** Exercise **
If a line in the listing includes the word "SeqCst", copy it out.

---------------

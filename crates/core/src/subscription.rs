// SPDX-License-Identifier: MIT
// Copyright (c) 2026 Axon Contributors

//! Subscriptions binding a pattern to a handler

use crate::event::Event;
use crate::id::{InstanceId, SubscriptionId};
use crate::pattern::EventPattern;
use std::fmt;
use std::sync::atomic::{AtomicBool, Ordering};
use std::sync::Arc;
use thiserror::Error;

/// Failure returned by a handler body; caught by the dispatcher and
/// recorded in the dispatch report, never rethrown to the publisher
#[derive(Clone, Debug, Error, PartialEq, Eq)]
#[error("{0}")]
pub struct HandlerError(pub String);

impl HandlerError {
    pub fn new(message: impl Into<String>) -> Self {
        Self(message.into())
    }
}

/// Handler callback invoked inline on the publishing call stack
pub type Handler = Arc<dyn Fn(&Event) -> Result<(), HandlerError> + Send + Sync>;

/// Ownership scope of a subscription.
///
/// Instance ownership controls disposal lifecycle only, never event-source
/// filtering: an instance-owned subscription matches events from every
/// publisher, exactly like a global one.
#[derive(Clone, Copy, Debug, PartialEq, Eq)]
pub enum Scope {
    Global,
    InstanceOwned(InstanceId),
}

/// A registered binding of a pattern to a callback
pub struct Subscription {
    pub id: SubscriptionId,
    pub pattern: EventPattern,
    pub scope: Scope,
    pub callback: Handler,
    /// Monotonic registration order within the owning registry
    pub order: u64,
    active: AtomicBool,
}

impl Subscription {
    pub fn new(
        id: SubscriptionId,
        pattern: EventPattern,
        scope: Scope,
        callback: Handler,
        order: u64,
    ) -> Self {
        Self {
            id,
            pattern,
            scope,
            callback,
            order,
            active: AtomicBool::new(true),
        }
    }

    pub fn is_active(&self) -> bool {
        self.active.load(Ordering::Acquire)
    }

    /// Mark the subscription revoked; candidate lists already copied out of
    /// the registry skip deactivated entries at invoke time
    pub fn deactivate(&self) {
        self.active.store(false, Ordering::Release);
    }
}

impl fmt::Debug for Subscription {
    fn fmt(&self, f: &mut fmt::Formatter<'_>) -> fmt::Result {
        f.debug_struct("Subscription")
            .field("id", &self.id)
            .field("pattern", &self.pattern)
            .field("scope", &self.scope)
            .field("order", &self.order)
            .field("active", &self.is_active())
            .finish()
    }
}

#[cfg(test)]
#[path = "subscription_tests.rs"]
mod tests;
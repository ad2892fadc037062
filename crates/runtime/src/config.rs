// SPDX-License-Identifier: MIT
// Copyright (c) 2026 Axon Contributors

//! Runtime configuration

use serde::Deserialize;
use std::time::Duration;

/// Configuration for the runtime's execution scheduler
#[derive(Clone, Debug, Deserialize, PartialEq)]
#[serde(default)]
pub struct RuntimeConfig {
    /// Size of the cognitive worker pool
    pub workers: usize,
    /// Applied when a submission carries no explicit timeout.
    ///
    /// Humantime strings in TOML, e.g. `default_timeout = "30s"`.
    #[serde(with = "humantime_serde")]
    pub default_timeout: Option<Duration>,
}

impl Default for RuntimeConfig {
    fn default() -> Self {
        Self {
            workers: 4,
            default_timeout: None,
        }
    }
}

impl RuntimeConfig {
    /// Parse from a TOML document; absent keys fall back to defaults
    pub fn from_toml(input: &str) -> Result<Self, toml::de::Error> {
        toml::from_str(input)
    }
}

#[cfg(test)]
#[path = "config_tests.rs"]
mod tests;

---------------

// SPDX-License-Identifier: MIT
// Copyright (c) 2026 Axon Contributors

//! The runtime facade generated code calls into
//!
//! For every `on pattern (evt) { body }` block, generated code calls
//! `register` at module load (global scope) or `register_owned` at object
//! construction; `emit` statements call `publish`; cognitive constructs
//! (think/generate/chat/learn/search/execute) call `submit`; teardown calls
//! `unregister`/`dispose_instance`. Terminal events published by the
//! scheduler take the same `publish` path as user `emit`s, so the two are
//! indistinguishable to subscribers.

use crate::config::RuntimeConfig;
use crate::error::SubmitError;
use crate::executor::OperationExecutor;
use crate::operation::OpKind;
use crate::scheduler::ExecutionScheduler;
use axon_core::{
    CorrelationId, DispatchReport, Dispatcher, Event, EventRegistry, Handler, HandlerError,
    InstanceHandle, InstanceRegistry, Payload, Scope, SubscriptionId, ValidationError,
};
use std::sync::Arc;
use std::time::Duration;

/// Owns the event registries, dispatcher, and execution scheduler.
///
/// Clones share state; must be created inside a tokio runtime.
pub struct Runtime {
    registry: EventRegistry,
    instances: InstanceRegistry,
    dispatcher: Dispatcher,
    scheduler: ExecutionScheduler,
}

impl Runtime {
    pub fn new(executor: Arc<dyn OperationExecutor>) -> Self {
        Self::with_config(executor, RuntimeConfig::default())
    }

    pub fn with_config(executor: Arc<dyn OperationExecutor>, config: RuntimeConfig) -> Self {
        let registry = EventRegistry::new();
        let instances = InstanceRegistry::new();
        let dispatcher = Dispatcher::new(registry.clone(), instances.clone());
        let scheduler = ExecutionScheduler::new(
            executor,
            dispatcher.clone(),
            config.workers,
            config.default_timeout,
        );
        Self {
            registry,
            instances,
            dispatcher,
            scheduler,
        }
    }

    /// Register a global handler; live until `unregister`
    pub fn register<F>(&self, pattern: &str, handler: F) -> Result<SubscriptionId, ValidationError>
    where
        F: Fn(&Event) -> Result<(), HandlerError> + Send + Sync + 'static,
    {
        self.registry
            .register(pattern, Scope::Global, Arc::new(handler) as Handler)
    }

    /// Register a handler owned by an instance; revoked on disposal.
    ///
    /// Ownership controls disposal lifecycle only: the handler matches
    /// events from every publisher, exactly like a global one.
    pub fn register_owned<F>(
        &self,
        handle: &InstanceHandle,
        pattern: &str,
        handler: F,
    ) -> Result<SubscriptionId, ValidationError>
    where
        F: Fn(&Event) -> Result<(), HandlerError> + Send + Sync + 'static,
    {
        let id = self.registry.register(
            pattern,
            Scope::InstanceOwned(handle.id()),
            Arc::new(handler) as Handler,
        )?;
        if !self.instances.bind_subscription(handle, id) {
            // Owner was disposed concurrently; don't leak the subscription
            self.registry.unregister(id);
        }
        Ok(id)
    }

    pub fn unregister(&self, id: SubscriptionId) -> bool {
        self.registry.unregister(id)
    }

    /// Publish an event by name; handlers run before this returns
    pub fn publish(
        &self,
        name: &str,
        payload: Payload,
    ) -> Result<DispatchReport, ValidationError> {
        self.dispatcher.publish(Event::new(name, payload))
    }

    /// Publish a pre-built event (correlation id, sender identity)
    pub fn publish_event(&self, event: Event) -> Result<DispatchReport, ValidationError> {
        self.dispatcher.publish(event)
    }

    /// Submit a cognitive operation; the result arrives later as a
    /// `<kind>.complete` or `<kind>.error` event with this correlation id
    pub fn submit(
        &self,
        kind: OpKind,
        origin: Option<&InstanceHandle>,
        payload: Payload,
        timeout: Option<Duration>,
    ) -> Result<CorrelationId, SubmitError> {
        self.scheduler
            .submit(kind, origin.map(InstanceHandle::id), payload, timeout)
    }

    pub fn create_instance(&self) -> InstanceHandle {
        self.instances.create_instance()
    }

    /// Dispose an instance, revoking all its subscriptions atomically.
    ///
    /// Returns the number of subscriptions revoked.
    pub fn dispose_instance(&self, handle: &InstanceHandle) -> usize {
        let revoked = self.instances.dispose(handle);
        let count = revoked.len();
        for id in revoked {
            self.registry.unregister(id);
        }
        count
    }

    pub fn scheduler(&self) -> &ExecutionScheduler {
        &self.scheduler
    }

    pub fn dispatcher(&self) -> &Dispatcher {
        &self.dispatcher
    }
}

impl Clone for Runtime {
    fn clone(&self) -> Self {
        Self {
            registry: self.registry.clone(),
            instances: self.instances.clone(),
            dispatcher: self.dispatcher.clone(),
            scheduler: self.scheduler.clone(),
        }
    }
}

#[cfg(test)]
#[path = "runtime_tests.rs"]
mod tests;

---------------

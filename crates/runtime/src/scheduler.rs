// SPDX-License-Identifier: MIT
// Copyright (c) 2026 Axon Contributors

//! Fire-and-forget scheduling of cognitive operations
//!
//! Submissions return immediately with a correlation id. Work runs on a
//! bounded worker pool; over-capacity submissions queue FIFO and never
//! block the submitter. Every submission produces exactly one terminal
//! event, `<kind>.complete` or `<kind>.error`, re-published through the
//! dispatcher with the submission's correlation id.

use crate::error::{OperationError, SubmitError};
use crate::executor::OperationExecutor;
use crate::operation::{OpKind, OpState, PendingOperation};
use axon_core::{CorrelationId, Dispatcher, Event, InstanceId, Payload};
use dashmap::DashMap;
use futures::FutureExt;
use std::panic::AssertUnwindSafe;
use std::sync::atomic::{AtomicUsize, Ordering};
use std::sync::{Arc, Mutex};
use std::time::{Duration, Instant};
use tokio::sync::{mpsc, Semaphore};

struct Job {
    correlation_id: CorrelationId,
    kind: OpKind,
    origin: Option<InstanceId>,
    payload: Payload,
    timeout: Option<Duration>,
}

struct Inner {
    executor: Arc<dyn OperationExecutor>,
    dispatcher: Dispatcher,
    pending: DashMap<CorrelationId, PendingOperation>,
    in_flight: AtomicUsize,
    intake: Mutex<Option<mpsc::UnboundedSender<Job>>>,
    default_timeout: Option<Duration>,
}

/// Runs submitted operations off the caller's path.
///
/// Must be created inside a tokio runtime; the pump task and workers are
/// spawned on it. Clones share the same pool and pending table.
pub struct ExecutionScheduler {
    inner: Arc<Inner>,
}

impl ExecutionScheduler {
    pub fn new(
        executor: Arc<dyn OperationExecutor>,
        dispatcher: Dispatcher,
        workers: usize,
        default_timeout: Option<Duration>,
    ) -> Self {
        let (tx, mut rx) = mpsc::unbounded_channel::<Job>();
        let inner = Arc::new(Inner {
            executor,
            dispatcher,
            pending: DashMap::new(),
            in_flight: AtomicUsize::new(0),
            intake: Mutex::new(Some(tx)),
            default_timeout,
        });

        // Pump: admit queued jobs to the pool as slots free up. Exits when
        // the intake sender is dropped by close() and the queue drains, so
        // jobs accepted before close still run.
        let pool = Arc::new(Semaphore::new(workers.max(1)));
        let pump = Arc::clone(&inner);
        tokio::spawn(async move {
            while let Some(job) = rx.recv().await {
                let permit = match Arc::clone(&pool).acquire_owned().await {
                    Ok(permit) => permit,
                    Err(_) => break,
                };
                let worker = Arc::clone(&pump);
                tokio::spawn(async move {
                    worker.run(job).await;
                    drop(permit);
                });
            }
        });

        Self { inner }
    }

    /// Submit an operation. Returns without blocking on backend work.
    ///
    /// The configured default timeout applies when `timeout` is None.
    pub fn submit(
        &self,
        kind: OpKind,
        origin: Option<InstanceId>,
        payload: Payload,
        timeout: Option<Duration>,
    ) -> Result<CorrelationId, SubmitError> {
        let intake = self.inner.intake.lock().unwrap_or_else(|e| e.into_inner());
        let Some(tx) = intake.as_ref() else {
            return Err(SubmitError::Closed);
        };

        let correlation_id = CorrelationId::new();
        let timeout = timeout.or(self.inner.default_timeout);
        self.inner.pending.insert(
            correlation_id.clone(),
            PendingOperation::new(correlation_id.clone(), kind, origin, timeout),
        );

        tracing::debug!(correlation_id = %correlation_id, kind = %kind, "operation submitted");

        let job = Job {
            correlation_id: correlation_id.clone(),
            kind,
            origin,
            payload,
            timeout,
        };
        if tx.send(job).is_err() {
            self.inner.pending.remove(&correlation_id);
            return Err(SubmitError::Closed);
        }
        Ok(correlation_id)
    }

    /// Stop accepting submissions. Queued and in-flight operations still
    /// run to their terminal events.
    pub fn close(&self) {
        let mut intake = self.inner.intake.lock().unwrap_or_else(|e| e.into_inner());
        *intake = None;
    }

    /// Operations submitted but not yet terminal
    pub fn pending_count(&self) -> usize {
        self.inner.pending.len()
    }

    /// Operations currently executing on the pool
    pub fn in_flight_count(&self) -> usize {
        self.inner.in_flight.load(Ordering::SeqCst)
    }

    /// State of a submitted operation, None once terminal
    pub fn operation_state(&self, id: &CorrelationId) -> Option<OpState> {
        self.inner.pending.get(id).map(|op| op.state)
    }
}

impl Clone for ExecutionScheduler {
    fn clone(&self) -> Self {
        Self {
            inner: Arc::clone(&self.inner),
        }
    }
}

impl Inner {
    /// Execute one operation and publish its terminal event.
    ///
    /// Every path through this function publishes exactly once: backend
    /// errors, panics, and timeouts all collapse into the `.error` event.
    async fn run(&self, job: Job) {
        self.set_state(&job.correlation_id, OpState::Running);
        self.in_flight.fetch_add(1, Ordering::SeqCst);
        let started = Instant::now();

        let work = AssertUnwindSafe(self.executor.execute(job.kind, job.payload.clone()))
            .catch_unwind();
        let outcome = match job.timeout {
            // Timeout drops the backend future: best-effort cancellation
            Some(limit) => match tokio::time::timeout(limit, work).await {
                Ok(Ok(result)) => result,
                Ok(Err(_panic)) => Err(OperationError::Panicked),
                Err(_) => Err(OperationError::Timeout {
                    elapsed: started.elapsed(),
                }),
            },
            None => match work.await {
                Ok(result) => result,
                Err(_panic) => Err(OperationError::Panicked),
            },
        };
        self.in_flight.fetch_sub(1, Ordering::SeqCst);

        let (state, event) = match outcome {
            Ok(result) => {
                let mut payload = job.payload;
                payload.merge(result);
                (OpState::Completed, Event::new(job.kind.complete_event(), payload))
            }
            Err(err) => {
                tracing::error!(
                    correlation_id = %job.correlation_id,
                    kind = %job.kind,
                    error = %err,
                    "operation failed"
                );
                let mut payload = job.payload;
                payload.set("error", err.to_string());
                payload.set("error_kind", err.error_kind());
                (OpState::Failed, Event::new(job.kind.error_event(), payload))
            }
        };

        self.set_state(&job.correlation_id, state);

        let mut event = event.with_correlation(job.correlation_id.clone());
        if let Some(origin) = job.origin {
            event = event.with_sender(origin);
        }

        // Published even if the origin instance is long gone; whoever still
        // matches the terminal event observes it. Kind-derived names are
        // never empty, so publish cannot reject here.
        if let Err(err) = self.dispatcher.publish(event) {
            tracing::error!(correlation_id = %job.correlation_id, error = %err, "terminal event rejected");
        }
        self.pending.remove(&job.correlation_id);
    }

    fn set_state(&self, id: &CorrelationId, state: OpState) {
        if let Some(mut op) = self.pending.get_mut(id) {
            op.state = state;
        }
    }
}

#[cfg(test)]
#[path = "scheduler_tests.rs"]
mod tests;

---------------

** The completed task **
        self.inner.in_flight.load(Ordering::SeqCst)
        self.in_flight.fetch_add(1, Ordering::SeqCst);
        self.in_flight.fetch_sub(1, Ordering::SeqCst);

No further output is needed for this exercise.